▶ [PROMPT]:
A faithful copy of the whole listing is required.
•••••
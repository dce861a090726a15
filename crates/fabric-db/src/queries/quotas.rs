//! Database query functions for `org_llm_quotas`: per-tenant spend caps,
//! token limits, and the fixed-window rate counter `CheckQuota` consults.

use anyhow::{Context, Result};
use chrono::{DateTime, Utc};
use sqlx::PgPool;

use crate::models::OrgLlmQuota;

pub async fn get_quota(pool: &PgPool, tenant_id: &str) -> Result<Option<OrgLlmQuota>> {
    let quota = sqlx::query_as::<_, OrgLlmQuota>(
        "SELECT * FROM org_llm_quotas WHERE tenant_id = $1",
    )
    .bind(tenant_id)
    .fetch_optional(pool)
    .await
    .context("failed to fetch org quota")?;

    Ok(quota)
}

/// Create or replace a tenant's quota limits. Does not touch the
/// fixed-window counter -- raising a cap mid-window takes effect
/// immediately, lowering one does not retroactively fail in-flight calls.
pub async fn set_quota(
    pool: &PgPool,
    tenant_id: &str,
    monthly_token_limit: i64,
    monthly_cost_cap_cents: i64,
    requests_per_minute: i32,
    tokens_per_minute: i32,
    alert_threshold_percent: i16,
) -> Result<OrgLlmQuota> {
    let quota = sqlx::query_as::<_, OrgLlmQuota>(
        "INSERT INTO org_llm_quotas \
            (tenant_id, monthly_token_limit, monthly_cost_cap_cents, requests_per_minute, \
             tokens_per_minute, alert_threshold_percent, window_started_at, window_request_count) \
         VALUES ($1, $2, $3, $4, $5, $6, now(), 0) \
         ON CONFLICT (tenant_id) DO UPDATE SET \
             monthly_token_limit = EXCLUDED.monthly_token_limit, \
             monthly_cost_cap_cents = EXCLUDED.monthly_cost_cap_cents, \
             requests_per_minute = EXCLUDED.requests_per_minute, \
             tokens_per_minute = EXCLUDED.tokens_per_minute, \
             alert_threshold_percent = EXCLUDED.alert_threshold_percent, \
             updated_at = now() \
         RETURNING *",
    )
    .bind(tenant_id)
    .bind(monthly_token_limit)
    .bind(monthly_cost_cap_cents)
    .bind(requests_per_minute)
    .bind(tokens_per_minute)
    .bind(alert_threshold_percent)
    .fetch_one(pool)
    .await
    .context("failed to set org quota")?;

    Ok(quota)
}

/// Atomically test-and-increment the fixed-window request counter.
/// Rolls the window forward and resets the count to 1 if `now` has moved
/// a minute or more past the window's start; otherwise increments in
/// place. Returns `true` if the call is admitted (the window's count,
/// after this call, is within `requests_per_minute`).
///
/// The window roll, the increment, and the cap comparison all happen
/// inside one `UPDATE ... RETURNING`, so two concurrent callers cannot
/// both observe "under cap" and both proceed.
pub async fn try_admit_request(
    pool: &PgPool,
    tenant_id: &str,
    now: DateTime<Utc>,
) -> Result<bool> {
    let row: Option<(i32, i32)> = sqlx::query_as(
        "UPDATE org_llm_quotas \
         SET window_started_at = CASE \
                 WHEN now() - window_started_at >= interval '1 minute' THEN $2 \
                 ELSE window_started_at \
             END, \
             window_request_count = CASE \
                 WHEN now() - window_started_at >= interval '1 minute' THEN 1 \
                 ELSE window_request_count + 1 \
             END, \
             updated_at = now() \
         WHERE tenant_id = $1 \
         RETURNING window_request_count, requests_per_minute",
    )
    .bind(tenant_id)
    .bind(now)
    .fetch_optional(pool)
    .await
    .context("failed to increment quota window")?;

    match row {
        Some((count, cap)) => Ok(count <= cap),
        None => anyhow::bail!("tenant {tenant_id} has no quota configured"),
    }
}

/// Current month-to-date spend against the tenant's monthly cost cap,
/// used alongside a planned call's estimated cost to decide whether it
/// would push the tenant over budget before the call is made.
pub async fn remaining_monthly_budget_cents(
    pool: &PgPool,
    tenant_id: &str,
    month_start: DateTime<Utc>,
) -> Result<i64> {
    let quota = get_quota(pool, tenant_id)
        .await?
        .with_context(|| format!("tenant {tenant_id} has no quota configured"))?;

    let (spent,): (Option<i64>,) = sqlx::query_as(
        "SELECT SUM(cost_input_cents + cost_output_cents + cost_cache_creation_cents + cost_cache_read_cents) \
         FROM llm_usage \
         WHERE tenant_id = $1 AND created_at >= $2 AND status = 'ok'",
    )
    .bind(tenant_id)
    .bind(month_start)
    .fetch_one(pool)
    .await
    .context("failed to compute month-to-date spend")?;

    Ok(quota.monthly_cost_cap_cents - spent.unwrap_or(0))
}

/// Month-to-date token usage against the tenant's monthly token limit,
/// mirroring `remaining_monthly_budget_cents`'s cost-sum shape.
pub async fn remaining_monthly_token_budget(
    pool: &PgPool,
    tenant_id: &str,
    month_start: DateTime<Utc>,
) -> Result<i64> {
    let quota = get_quota(pool, tenant_id)
        .await?
        .with_context(|| format!("tenant {tenant_id} has no quota configured"))?;

    let (spent,): (Option<i64>,) = sqlx::query_as(
        "SELECT SUM(input_tokens + output_tokens + cache_creation_tokens + cache_read_tokens) \
         FROM llm_usage \
         WHERE tenant_id = $1 AND created_at >= $2 AND status = 'ok'",
    )
    .bind(tenant_id)
    .bind(month_start)
    .fetch_one(pool)
    .await
    .context("failed to compute month-to-date token usage")?;

    Ok(quota.monthly_token_limit - spent.unwrap_or(0))
}

/// Tokens consumed within the tenant's current fixed rate window. Read,
/// not incremented: unlike request counts, a call's token count isn't
/// known until the provider has already answered, so this checks tokens
/// already spent in the window `try_admit_request` is about to roll or
/// extend, rather than pre-admitting an unknown-sized call.
pub async fn tokens_in_window(
    pool: &PgPool,
    tenant_id: &str,
    window_started_at: DateTime<Utc>,
) -> Result<i64> {
    let (spent,): (Option<i64>,) = sqlx::query_as(
        "SELECT SUM(input_tokens + output_tokens + cache_creation_tokens + cache_read_tokens) \
         FROM llm_usage \
         WHERE tenant_id = $1 AND created_at >= $2 AND status = 'ok'",
    )
    .bind(tenant_id)
    .bind(window_started_at)
    .fetch_one(pool)
    .await
    .context("failed to compute in-window token usage")?;

    Ok(spent.unwrap_or(0))
}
•••••
▶ [ANSWER AREA]:
repository dce861a090726a15
filename crates/fabric-db/src/queries/quotas.rs
//! Database query functions for `org_llm_quotas`: per-tenant spend caps,
//! token limits, and the fixed-window rate counter `CheckQuota` consults.

use anyhow::{Context, Result};
use chrono::{DateTime, Utc};
use sqlx::PgPool;

use crate::models::OrgLlmQuota;

pub async fn get_quota(pool: &PgPool, tenant_id: &str) -> Result<Option<OrgLlmQuota>> {
    let quota = sqlx::query_as::<_, OrgLlmQuota>(
        "SELECT * FROM org_llm_quotas WHERE tenant_id = $1",
    )
    .bind(tenant_id)
    .fetch_optional(pool)
    .await
    .context("failed to fetch org quota")?;

    Ok(quota)
}

/// Create or replace a tenant's quota limits. Does not touch the
/// fixed-window counter -- raising a cap mid-window takes effect
/// immediately, lowering one does not retroactively fail in-flight calls.
pub async fn set_quota(
    pool: &PgPool,
    tenant_id: &str,
    monthly_token_limit: i64,
    monthly_cost_cap_cents: i64,
    requests_per_minute: i32,
    tokens_per_minute: i32,
    alert_threshold_percent: i16,
) -> Result<OrgLlmQuota> {
    let quota = sqlx::query_as::<_, OrgLlmQuota>(
        "INSERT INTO org_llm_quotas \
            (tenant_id, monthly_token_limit, monthly_cost_cap_cents, requests_per_minute, \
             tokens_per_minute, alert_threshold_percent, window_started_at, window_request_count) \
         VALUES ($1, $2, $3, $4, $5, $6, now(), 0) \
         ON CONFLICT (tenant_id) DO UPDATE SET \
             monthly_token_limit = EXCLUDED.monthly_token_limit, \
             monthly_cost_cap_cents = EXCLUDED.monthly_cost_cap_cents, \
             requests_per_minute = EXCLUDED.requests_per_minute, \
             tokens_per_minute = EXCLUDED.tokens_per_minute, \
             alert_threshold_percent = EXCLUDED.alert_threshold_percent, \
             updated_at = now() \
         RETURNING *",
    )
    .bind(tenant_id)
    .bind(monthly_token_limit)
    .bind(monthly_cost_cap_cents)
    .bind(requests_per_minute)
    .bind(tokens_per_minute)
    .bind(alert_threshold_percent)
    .fetch_one(pool)
    .await
    .context("failed to set org quota")?;

    Ok(quota)
}

/// Atomically test-and-increment the fixed-window request counter.
/// Rolls the window forward and resets the count to 1 if `now` has moved
/// a minute or more past the window's start; otherwise increments in
/// place. Returns `true` if the call is admitted (the window's count,
/// after this call, is within `requests_per_minute`).
///
/// The window roll, the increment, and the cap comparison all happen
/// inside one `UPDATE ... RETURNING`, so two concurrent callers cannot
/// both observe "under cap" and both proceed.
pub async fn try_admit_request(
    pool: &PgPool,
    tenant_id: &str,
    now: DateTime<Utc>,
) -> Result<bool> {
    let row: Option<(i32, i32)> = sqlx::query_as(
        "UPDATE org_llm_quotas \
         SET window_started_at = CASE \
                 WHEN now() - window_started_at >= interval '1 minute' THEN $2 \
                 ELSE window_started_at \
             END, \
             window_request_count = CASE \
                 WHEN now() - window_started_at >= interval '1 minute' THEN 1 \
                 ELSE window_request_count + 1 \
             END, \
             updated_at = now() \
         WHERE tenant_id = $1 \
         RETURNING window_request_count, requests_per_minute",
    )
    .bind(tenant_id)
    .bind(now)
    .fetch_optional(pool)
    .await
    .context("failed to increment quota window")?;

    match row {
        Some((count, cap)) => Ok(count <= cap),
        None => anyhow::bail!("tenant {tenant_id} has no quota configured"),
    }
}

/// Current month-to-date spend against the tenant's monthly cost cap,
/// used alongside a planned call's estimated cost to decide whether it
/// would push the tenant over budget before the call is made.
pub async fn remaining_monthly_budget_cents(
    pool: &PgPool,
    tenant_id: &str,
    month_start: DateTime<Utc>,
) -> Result<i64> {
    let quota = get_quota(pool, tenant_id)
        .await?
        .with_context(|| format!("tenant {tenant_id} has no quota configured"))?;

    let (spent,): (Option<i64>,) = sqlx::query_as(
        "SELECT SUM(cost_input_cents + cost_output_cents + cost_cache_creation_cents + cost_cache_read_cents) \
         FROM llm_usage \
         WHERE tenant_id = $1 AND created_at >= $2 AND status = 'ok'",
    )
    .bind(tenant_id)
    .bind(month_start)
    .fetch_one(pool)
    .await
    .context("failed to compute month-to-date spend")?;

    Ok(quota.monthly_cost_cap_cents - spent.unwrap_or(0))
}

/// Month-to-date token usage against the tenant's monthly token limit,
/// mirroring `remaining_monthly_budget_cents`'s cost-sum shape.
pub async fn remaining_monthly_token_budget(
    pool: &PgPool,
    tenant_id: &str,
    month_start: DateTime<Utc>,
) -> Result<i64> {
    let quota = get_quota(pool, tenant_id)
        .await?
        .with_context(|| format!("tenant {tenant_id} has no quota configured"))?;

    let (spent,): (Option<i64>,) = sqlx::query_as(
        "SELECT SUM(input_tokens + output_tokens + cache_creation_tokens + cache_read_tokens) \
         FROM llm_usage \
         WHERE tenant_id = $1 AND created_at >= $2 AND status = 'ok'",
    )
    .bind(tenant_id)
    .bind(month_start)
    .fetch_one(pool)
    .await
    .context("failed to compute month-to-date token usage")?;

    Ok(quota.monthly_token_limit - spent.unwrap_or(0))
}

/// Tokens consumed within the tenant's current fixed rate window. Read,
/// not incremented: unlike request counts, a call's token count isn't
/// known until the provider has already answered, so this checks tokens
/// already spent in the window `try_admit_request` is about to roll or
/// extend, rather than pre-admitting an unknown-sized call.
pub async fn tokens_in_window(
    pool: &PgPool,
    tenant_id: &str,
    window_started_at: DateTime<Utc>,
) -> Result<i64> {
    let (spent,): (Option<i64>,) = sqlx::query_as(
        "SELECT SUM(input_tokens + output_tokens + cache_creation_tokens + cache_read_tokens) \
         FROM llm_usage \
         WHERE tenant_id = $1 AND created_at >= $2 AND status = 'ok'",
    )
    .bind(tenant_id)
    .bind(window_started_at)
    .fetch_one(pool)
    .await
    .context("failed to compute in-window token usage")?;

    Ok(spent.unwrap_or(0))
}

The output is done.